Enfim, a própria mídia tem se encarregado de nos municiar de informações, “ao vivo e à cores”, da situação catastrófica da saúde no Município do Rio de Janeiro, deixando patente a necessidade de providências judiciais e de apuração de responsabilidades.

No caso em tela, inobstante os argumentos colacionados pelo Prefeito do Município do Rio de Janeiro, que a seu ver seriam aptos a impedir a instauração da Ação Civil Pública, tenho que estes não merecem prosperar, posto que, com a presente, busca-se proteção não só ao patrimônio público, como também o respeito ao direito aos serviços e ações de saúde, com espeque no Princípio do Respeito à Dignidade da Pessoa Humana, assegurados constitucionalmente, e cobrado pelos Organismos Internacionais, encarregados dos Direitos Humanos, direitos que estão sendo descumprido pelos réus em vista do não atendimento às normas reguladoras da gestão da saúde, incertas nas Leis nºs 8.080/90 e 8.142/90 e nas Normas Operacionais Básicas e de Assistência à Saúde nºs NOB-SUS 01/96, NOAS-SUS 01/01 e NOAS-SUS 02.

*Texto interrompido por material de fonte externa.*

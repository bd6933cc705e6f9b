//! Main dashboard view.

use ratatui::{
    layout::{Alignment, Constraint, Layout, Rect},
    style::{Modifier, Style},
    text::{Line, Span},
    widgets::{Block, Borders, List, ListItem, Paragraph, Wrap},
    Frame,
};

use super::widgets::footer;
use crate::app::App;
use crate::core::products::PRODUCTS;
use crate::core::spc::{OutlookLayer, RiskReading};
use crate::state::{format_age, Reading};
use crate::{constants, theme};

pub fn render(frame: &mut Frame, app: &mut App) {
    let [header_area, readings_area, lower_area, footer_area] = Layout::vertical([
        Constraint::Length(3),
        Constraint::Length(8),
        Constraint::Min(6),
        Constraint::Length(1),
    ])
    .areas(frame.area());

    render_header(frame, app, header_area);

    let [daycast_area, categorical_area, risks_area] = Layout::horizontal([
        Constraint::Percentage(28),
        Constraint::Percentage(36),
        Constraint::Percentage(36),
    ])
    .areas(readings_area);
    render_daycast(frame, app, daycast_area);
    render_categorical(frame, app, categorical_area);
    render_risks(frame, app, risks_area);

    let [products_area, activity_area] =
        Layout::horizontal([Constraint::Percentage(45), Constraint::Percentage(55)])
            .areas(lower_area);
    render_products(frame, app, products_area);
    render_activity(frame, app, activity_area);

    footer::render(frame, app, footer_area);
}

fn panel(title: &str) -> Block<'_> {
    Block::default()
        .borders(Borders::ALL)
        .border_style(Style::default().fg(theme::BORDER_DEFAULT))
        .title(Span::styled(
            title,
            Style::default()
                .fg(theme::ACCENT_SECONDARY)
                .add_modifier(Modifier::BOLD),
        ))
}

fn render_header(frame: &mut Frame, app: &App, area: Rect) {
    let loc = &app.config.location;

    let status = if app.refreshing {
        Span::styled(
            format!("● {}", constants::MSG_FETCHING),
            Style::default().fg(theme::WARNING),
        )
    } else if let Some(at) = app.last_cycle {
        Span::styled(
            format!("● Updated {} ago", format_age(at.elapsed())),
            Style::default().fg(theme::SUCCESS),
        )
    } else {
        Span::styled("● Waiting", Style::default().fg(theme::TEXT_SECONDARY))
    };

    let line = Line::from(vec![
        Span::styled(
            constants::APP_NAME.to_uppercase(),
            Style::default()
                .fg(theme::ACCENT_PRIMARY)
                .add_modifier(Modifier::BOLD),
        ),
        Span::styled(" │ ", Style::default().fg(theme::BORDER_DEFAULT)),
        Span::styled(
            loc.name.as_str(),
            Style::default()
                .fg(theme::TEXT_PRIMARY)
                .add_modifier(Modifier::BOLD),
        ),
        Span::styled(
            format!("  {}  {}", loc.coordinates(), loc.station),
            Style::default().fg(theme::TEXT_SECONDARY),
        ),
        Span::raw("   "),
        status,
    ]);

    let block = Block::default()
        .borders(Borders::ALL)
        .border_style(Style::default().fg(theme::BORDER_DEFAULT))
        .title_bottom(
            Line::from(Span::styled(
                format!(" {} ", constants::APP_SUMMARY),
                Style::default().fg(theme::TEXT_SECONDARY),
            ))
            .right_aligned(),
        );
    frame.render_widget(Paragraph::new(line).block(block), area);
}

/// Suffix like ` (12m old)` for stale readings, empty otherwise.
fn staleness<T>(app: &App, reading: &Reading<T>) -> Option<String> {
    reading
        .is_stale(app.refresh_interval())
        .then(|| format!(" ({} old)", format_age(reading.age())))
}

fn error_line(app: &App, source: &str) -> Option<Line<'static>> {
    app.source_errors.get(source).map(|msg| {
        Line::from(Span::styled(
            format!("⚠ {msg}"),
            Style::default().fg(theme::ERROR),
        ))
    })
}

fn render_daycast(frame: &mut Frame, app: &App, area: Rect) {
    let mut lines = Vec::new();

    if let Some(ref reading) = app.daycast {
        let stale = staleness(app, reading);
        let color = |c| if stale.is_some() { theme::STALE } else { c };
        lines.push(Line::from(vec![
            Span::styled("High ", Style::default().fg(theme::TEXT_SECONDARY)),
            Span::styled(
                format!("{}°F", reading.value.high_f),
                Style::default()
                    .fg(color(theme::NORD_ORANGE))
                    .add_modifier(Modifier::BOLD),
            ),
        ]));
        lines.push(Line::from(vec![
            Span::styled("Low  ", Style::default().fg(theme::TEXT_SECONDARY)),
            Span::styled(
                format!("{}°F", reading.value.low_f),
                Style::default().fg(color(theme::NORD_FROST_3)),
            ),
        ]));
        if let Some(suffix) = stale {
            lines.push(Line::from(Span::styled(
                suffix.trim().to_string(),
                Style::default().fg(theme::STALE),
            )));
        }
    } else {
        lines.push(Line::from(Span::styled(
            format!("High {}", constants::MSG_NO_DATA),
            Style::default().fg(theme::TEXT_SECONDARY),
        )));
        lines.push(Line::from(Span::styled(
            format!("Low  {}", constants::MSG_NO_DATA),
            Style::default().fg(theme::TEXT_SECONDARY),
        )));
    }

    lines.push(Line::from(Span::styled(
        format!("NBM {}", app.config.location.station),
        Style::default().fg(theme::TEXT_SECONDARY),
    )));
    lines.extend(error_line(app, "daycast"));

    frame.render_widget(
        Paragraph::new(lines)
            .block(panel(constants::TITLE_DAYCAST))
            .wrap(Wrap { trim: true }),
        area,
    );
}

/// Label span for one layer, dimmed when stale.
fn risk_span(app: &App, layer: OutlookLayer) -> Span<'static> {
    match app.risks.get(&layer) {
        Some(reading) => {
            let stale = staleness(app, reading);
            let color = if stale.is_some() {
                theme::STALE
            } else {
                theme::risk_color(reading.value)
            };
            Span::styled(
                format!("{}{}", reading.value.label(), stale.unwrap_or_default()),
                Style::default().fg(color).add_modifier(Modifier::BOLD),
            )
        }
        None => Span::styled(
            constants::MSG_NO_DATA,
            Style::default().fg(theme::TEXT_SECONDARY),
        ),
    }
}

fn render_categorical(frame: &mut Frame, app: &App, area: Rect) {
    let layer = OutlookLayer::Day1Categorical;
    let mut lines = vec![Line::from(risk_span(app, layer))];

    if let Some(Reading {
        value: RiskReading::Categorical(risk),
        ..
    }) = app.risks.get(&layer)
    {
        lines.push(Line::from(Span::styled(
            risk.description(),
            Style::default().fg(theme::TEXT_PRIMARY),
        )));
    }
    lines.extend(error_line(app, layer.common_name()));

    frame.render_widget(
        Paragraph::new(lines)
            .block(panel(constants::TITLE_CATEGORICAL))
            .alignment(Alignment::Center)
            .wrap(Wrap { trim: true }),
        area,
    );
}

fn render_risks(frame: &mut Frame, app: &App, area: Rect) {
    let mut lines = Vec::new();
    for layer in OutlookLayer::ALL
        .into_iter()
        .filter(|l| l.is_probabilistic())
    {
        lines.push(Line::from(vec![
            Span::styled(
                format!("{:<9}", layer.title()),
                Style::default().fg(theme::TEXT_SECONDARY),
            ),
            risk_span(app, layer),
        ]));
        lines.extend(error_line(app, layer.common_name()));
    }

    frame.render_widget(
        Paragraph::new(lines)
            .block(panel(constants::TITLE_RISKS))
            .wrap(Wrap { trim: true }),
        area,
    );
}

fn render_products(frame: &mut Frame, app: &mut App, area: Rect) {
    let items: Vec<ListItem> = PRODUCTS
        .iter()
        .enumerate()
        .map(|(i, product)| {
            ListItem::new(Line::from(vec![
                Span::styled(
                    format!("{} ", i + 1),
                    Style::default().fg(theme::ACCENT_PRIMARY),
                ),
                Span::styled(
                    format!("{} ", product.center),
                    Style::default().fg(theme::TEXT_SECONDARY),
                ),
                Span::styled(product.title, Style::default().fg(theme::TEXT_PRIMARY)),
            ]))
        })
        .collect();

    let list = List::new(items)
        .block(panel(constants::TITLE_PRODUCTS))
        .highlight_style(
            Style::default()
                .bg(theme::ROW_SELECTED_BG)
                .fg(theme::ROW_SELECTED_FG)
                .add_modifier(Modifier::BOLD),
        )
        .highlight_symbol("▶ ");
    frame.render_stateful_widget(list, area, &mut app.product_list_state);
}

fn render_activity(frame: &mut Frame, app: &App, area: Rect) {
    let visible = usize::from(area.height.saturating_sub(2));
    let lines: Vec<Line> = app
        .logs
        .iter()
        .skip(app.logs.len().saturating_sub(visible))
        .map(|entry| {
            let color = if entry.starts_with("ERROR") {
                theme::ERROR
            } else if entry.starts_with("SUCCESS") {
                theme::SUCCESS
            } else if entry.starts_with("INIT") {
                theme::ACCENT_SECONDARY
            } else {
                theme::TEXT_PRIMARY
            };
            Line::from(Span::styled(entry.clone(), Style::default().fg(color)))
        })
        .collect();

    frame.render_widget(
        Paragraph::new(lines).block(panel(constants::TITLE_ACTIVITY)),
        area,
    );
}

#[cfg(test)]
mod tests {
    use super::*;
    use crate::config::Config;
    use crate::core::feed::FeedUpdate;
    use crate::core::spc::CategoricalRisk;
    use ratatui::buffer::{Buffer, Cell};
    use ratatui::{backend::TestBackend, Terminal};
    use std::time::{Duration, Instant};

    /// Foreground color of the first cell of `text` on screen.
    fn color_of(buffer: &Buffer, text: &str) -> Option<ratatui::style::Color> {
        let chars: Vec<String> = text.chars().map(String::from).collect();
        let width = buffer.area.width;
        for y in 0..buffer.area.height {
            for x in 0..width {
                let fits = usize::from(width - x) >= chars.len();
                if fits
                    && chars.iter().enumerate().all(|(i, ch)| {
                        buffer[(x + u16::try_from(i).unwrap(), y)].symbol() == ch
                    })
                {
                    return Some(buffer[(x, y)].fg);
                }
            }
        }
        None
    }

    fn draw_buffer(app: &mut App) -> Buffer {
        let mut terminal = Terminal::new(TestBackend::new(110, 30)).unwrap();
        terminal.draw(|frame| render(frame, app)).unwrap();
        terminal.backend().buffer().clone()
    }

    fn draw(app: &mut App) -> String {
        let buffer = draw_buffer(app);
        buffer
            .content()
            .chunks(usize::from(buffer.area.width))
            .map(|row| row.iter().map(Cell::symbol).collect::<String>())
            .collect::<Vec<_>>()
            .join("\n")
    }

    #[test]
    fn test_renders_placeholders_before_first_fetch() {
        let mut app = App::new(Config::default(), std::path::PathBuf::from("/tmp"));
        let screen = draw(&mut app);
        assert!(screen.contains("Huntsville, AL"));
        assert!(screen.contains("Daycast"));
        assert!(screen.contains(constants::MSG_NO_DATA));
        assert!(screen.contains("Waiting"));
    }

    #[test]
    fn test_renders_readings() {
        let mut app = App::new(Config::default(), std::path::PathBuf::from("/tmp"));
        app.handle_feed(FeedUpdate::Risk(
            OutlookLayer::Day1Categorical,
            RiskReading::Categorical(CategoricalRisk::Enhanced),
        ));
        app.handle_feed(FeedUpdate::Risk(
            OutlookLayer::Day1Tornado,
            RiskReading::Probability(10),
        ));
        app.handle_feed(FeedUpdate::Daycast(crate::core::nbm::Daycast {
            high_f: 81,
            low_f: 60,
        }));

        let screen = draw(&mut app);
        assert!(screen.contains("ENH"));
        assert!(screen.contains("10%"));
        assert!(screen.contains("81°F"));
        assert!(screen.contains("60°F"));
    }

    #[test]
    fn test_stale_readings_are_dimmed_with_age() {
        let Some(then) = Instant::now().checked_sub(Duration::from_secs(1200)) else {
            return;
        };
        let mut app = App::new(Config::default(), std::path::PathBuf::from("/tmp"));
        app.risks.insert(
            OutlookLayer::Day1Categorical,
            Reading::at(RiskReading::Categorical(CategoricalRisk::Enhanced), then),
        );
        app.risks.insert(
            OutlookLayer::Day1Tornado,
            Reading::now(RiskReading::Probability(10)),
        );
        app.daycast = Some(Reading::at(
            crate::core::nbm::Daycast {
                high_f: 81,
                low_f: 60,
            },
            then,
        ));

        let buffer = draw_buffer(&mut app);
        let screen = draw(&mut app);
        assert!(screen.contains("ENH (20m old)"));
        assert!(screen.contains("(20m old)"));
        assert_eq!(color_of(&buffer, "ENH"), Some(theme::STALE));
        assert_eq!(color_of(&buffer, "81°F"), Some(theme::STALE));

        let fresh = RiskReading::Probability(10);
        assert!(!screen.contains("10% ("));
        assert_eq!(color_of(&buffer, "10%"), Some(theme::risk_color(fresh)));
    }
}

Ademais, como bem ressaltaram os Órgãos do Ministério Público Estadual e Federal, a demanda trata do desrespeito aos Princípios Constitucionais da Eficiência e da Moralidade, que devem obrigatoriamente permear as políticas públicas, versando, também, sobre o descumprimento de convênios firmados com o Ministério da Saúde (Pacto dos Indicadores da Atenção Básica, Pacto pela Redução da Mortalidade Materna e Neonatal e a Carta de Compromisso para a execução do PROESF), bem como sobre as “falhas na administração de hospitais federais cedidos ao Município e nos demais serviços de saúde municipais que culminaram no não-atendimento e atendimento deficiente aos pacientes do Sistema Único de Saúde, que constitui descumprimento do dever constitucional de garantir ações e serviços de saúde”.

Nesta esteira, cumpre reconhecer, através do exame da documentação colacionada pelos Autores, que foi trazido aos autos suporte probatório suficiente a caracterizar a existência de indícios de atos de improbidade, restando, de conseguinte, configurada a justa causa autorizadora do prosseguimento da demanda, objetivando, enfim, apurar as responsabilidades e determinar providências.

Citem-se os réus.

Oportunamente, dê-se vista aos Ministérios Público Federal e Estadual, para ciência da presente decisão.

P.I.

Rio de Janeiro, 29 de março de 2006.